**What needs to be done**
Give back an exact copy of the lines in the records below, from the line that has "on acquired images." through the line that has "assert_eq!(camera.source(), ImageSource::Camera);", and nothing besides.

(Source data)
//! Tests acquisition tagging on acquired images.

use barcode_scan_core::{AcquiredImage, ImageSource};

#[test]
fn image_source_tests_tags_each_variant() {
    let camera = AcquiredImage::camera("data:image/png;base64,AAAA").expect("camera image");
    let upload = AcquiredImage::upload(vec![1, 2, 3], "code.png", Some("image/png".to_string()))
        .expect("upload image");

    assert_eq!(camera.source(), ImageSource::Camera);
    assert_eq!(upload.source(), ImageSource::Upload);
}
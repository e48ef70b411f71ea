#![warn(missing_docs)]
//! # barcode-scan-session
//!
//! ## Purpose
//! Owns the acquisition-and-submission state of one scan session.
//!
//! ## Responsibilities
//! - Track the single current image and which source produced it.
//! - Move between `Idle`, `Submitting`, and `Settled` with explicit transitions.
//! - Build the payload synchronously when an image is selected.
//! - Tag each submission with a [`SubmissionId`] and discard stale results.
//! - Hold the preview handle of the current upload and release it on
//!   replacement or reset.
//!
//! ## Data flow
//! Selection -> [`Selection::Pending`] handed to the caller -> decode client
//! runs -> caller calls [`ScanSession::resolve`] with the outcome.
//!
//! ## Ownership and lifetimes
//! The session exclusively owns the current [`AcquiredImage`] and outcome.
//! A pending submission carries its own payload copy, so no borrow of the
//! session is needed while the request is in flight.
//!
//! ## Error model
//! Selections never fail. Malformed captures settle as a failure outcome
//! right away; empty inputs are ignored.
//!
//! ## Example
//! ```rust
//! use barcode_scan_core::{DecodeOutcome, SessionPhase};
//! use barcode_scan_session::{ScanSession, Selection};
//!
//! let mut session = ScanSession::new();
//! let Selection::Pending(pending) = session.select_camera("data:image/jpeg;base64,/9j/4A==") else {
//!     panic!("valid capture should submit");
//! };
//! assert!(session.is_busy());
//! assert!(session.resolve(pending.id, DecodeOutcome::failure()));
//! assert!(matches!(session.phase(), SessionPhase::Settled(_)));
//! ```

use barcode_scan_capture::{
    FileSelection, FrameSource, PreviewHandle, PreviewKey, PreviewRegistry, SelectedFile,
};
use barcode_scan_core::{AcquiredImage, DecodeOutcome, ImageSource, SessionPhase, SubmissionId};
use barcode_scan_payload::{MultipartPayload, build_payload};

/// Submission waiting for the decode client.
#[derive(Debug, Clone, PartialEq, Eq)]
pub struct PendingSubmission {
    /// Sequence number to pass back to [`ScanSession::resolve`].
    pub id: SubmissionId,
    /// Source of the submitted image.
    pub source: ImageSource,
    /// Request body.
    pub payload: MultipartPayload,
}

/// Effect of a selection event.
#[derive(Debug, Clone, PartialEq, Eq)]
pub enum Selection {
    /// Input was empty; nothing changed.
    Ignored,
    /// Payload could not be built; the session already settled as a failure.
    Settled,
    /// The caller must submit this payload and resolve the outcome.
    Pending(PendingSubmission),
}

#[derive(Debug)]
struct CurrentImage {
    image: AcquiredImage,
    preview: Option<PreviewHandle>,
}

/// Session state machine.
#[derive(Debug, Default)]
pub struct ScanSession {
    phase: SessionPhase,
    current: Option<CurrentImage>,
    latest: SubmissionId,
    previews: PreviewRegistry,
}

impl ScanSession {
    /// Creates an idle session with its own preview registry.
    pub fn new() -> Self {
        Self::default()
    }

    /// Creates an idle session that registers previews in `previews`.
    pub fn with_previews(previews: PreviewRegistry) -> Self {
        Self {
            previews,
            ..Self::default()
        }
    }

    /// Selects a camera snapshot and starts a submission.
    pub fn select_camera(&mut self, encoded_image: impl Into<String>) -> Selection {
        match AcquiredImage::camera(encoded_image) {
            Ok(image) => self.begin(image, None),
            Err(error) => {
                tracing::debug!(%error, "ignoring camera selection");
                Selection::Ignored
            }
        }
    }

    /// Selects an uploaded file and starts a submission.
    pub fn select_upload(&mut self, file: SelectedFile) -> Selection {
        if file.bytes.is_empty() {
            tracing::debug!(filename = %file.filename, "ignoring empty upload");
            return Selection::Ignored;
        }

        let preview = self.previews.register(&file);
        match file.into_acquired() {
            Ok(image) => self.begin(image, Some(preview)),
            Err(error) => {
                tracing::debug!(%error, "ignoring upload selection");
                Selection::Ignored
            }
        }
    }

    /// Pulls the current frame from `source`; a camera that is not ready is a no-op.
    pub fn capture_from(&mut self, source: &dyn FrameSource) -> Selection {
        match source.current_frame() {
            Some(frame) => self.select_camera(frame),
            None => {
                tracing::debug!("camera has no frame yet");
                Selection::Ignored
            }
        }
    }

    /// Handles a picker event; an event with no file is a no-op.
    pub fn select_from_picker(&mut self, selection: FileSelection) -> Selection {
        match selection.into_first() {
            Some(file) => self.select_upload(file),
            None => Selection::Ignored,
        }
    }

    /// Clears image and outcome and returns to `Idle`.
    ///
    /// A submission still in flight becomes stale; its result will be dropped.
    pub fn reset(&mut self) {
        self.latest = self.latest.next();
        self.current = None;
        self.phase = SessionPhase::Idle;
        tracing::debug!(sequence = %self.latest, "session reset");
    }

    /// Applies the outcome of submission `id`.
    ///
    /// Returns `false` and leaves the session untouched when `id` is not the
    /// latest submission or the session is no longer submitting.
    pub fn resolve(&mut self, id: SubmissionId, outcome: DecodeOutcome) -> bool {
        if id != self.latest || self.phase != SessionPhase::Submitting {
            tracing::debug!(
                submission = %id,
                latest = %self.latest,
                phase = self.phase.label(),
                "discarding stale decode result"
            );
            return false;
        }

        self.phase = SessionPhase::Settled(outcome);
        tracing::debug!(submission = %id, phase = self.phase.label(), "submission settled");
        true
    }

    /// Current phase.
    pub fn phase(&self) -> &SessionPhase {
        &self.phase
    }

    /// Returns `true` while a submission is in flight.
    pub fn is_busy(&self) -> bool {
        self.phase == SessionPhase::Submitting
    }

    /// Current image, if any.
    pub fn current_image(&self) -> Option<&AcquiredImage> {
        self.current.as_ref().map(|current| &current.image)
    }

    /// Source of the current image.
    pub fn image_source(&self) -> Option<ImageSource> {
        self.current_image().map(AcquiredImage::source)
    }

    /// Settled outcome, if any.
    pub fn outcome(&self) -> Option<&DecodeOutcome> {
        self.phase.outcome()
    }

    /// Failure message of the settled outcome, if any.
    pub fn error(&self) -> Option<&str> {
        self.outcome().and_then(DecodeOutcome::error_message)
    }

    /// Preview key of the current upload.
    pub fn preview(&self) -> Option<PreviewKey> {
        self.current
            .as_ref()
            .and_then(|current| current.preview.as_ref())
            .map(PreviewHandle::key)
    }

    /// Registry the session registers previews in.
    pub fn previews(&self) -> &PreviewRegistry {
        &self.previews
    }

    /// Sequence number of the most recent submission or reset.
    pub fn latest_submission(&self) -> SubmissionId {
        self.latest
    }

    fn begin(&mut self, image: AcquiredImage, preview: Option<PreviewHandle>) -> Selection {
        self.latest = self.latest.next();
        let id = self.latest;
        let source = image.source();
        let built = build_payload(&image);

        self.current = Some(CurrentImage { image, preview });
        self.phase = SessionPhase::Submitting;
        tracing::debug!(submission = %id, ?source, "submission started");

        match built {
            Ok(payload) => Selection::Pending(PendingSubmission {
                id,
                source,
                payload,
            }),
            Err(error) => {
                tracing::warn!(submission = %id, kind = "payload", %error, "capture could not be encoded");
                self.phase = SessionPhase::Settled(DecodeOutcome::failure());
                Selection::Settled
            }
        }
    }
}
--
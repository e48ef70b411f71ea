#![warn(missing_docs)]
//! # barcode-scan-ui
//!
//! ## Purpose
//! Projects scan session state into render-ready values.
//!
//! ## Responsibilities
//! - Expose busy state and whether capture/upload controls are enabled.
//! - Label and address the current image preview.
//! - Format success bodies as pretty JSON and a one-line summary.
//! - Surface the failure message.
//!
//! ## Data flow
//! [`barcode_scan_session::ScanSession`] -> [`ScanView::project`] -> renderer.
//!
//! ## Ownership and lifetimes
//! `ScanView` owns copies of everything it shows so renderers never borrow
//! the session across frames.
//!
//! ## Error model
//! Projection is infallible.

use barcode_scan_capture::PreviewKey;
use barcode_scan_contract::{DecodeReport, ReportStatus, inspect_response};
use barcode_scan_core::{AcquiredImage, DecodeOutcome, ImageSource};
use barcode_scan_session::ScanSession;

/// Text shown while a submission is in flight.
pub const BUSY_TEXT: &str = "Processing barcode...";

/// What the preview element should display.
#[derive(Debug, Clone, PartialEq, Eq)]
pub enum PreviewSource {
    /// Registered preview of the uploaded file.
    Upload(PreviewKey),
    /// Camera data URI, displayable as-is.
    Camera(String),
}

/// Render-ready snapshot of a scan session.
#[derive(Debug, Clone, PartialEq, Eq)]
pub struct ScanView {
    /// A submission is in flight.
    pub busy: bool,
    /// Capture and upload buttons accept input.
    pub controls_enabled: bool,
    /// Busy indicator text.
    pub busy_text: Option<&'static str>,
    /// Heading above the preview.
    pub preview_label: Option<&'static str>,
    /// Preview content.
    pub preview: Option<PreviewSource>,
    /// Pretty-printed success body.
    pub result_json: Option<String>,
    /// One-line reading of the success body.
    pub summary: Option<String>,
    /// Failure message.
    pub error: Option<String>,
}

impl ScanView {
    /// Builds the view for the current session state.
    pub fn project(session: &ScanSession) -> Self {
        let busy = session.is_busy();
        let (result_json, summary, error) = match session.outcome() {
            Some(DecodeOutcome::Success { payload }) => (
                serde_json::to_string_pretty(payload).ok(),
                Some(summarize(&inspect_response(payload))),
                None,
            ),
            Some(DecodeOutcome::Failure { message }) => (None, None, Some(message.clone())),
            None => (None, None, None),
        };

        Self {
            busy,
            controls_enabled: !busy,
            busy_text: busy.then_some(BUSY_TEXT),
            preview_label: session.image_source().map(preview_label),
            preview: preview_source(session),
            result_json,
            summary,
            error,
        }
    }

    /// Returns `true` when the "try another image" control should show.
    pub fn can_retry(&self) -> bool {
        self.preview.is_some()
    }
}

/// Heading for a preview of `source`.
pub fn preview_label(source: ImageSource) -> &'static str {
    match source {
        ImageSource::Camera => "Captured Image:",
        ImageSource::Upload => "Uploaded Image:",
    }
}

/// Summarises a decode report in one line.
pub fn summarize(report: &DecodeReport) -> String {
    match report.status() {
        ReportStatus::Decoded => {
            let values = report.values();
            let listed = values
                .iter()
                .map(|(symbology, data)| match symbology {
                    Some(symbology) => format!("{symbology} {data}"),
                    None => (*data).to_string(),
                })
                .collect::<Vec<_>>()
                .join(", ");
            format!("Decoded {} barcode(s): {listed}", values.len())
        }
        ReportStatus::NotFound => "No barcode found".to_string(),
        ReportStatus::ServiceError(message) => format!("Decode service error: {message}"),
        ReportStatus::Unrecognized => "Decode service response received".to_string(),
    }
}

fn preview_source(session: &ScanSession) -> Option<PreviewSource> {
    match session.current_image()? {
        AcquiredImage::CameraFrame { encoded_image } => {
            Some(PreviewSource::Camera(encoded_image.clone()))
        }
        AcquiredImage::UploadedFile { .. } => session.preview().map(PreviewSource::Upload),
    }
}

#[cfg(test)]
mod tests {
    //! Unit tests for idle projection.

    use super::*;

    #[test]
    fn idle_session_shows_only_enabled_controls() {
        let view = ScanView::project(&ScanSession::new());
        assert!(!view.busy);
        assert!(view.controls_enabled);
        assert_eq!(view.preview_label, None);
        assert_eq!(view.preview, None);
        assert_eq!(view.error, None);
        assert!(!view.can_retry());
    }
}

**Written answer**
//! Tests acquisition tagging on acquired images.

use barcode_scan_core::{AcquiredImage, ImageSource};

#[test]
fn image_source_tests_tags_each_variant() {
    let camera = AcquiredImage::camera("data:image/png;base64,AAAA").expect("camera image");
    let upload = AcquiredImage::upload(vec![1, 2, 3], "code.png", Some("image/png".to_string()))
        .expect("upload image");

    assert_eq!(camera.source(), ImageSource::Camera);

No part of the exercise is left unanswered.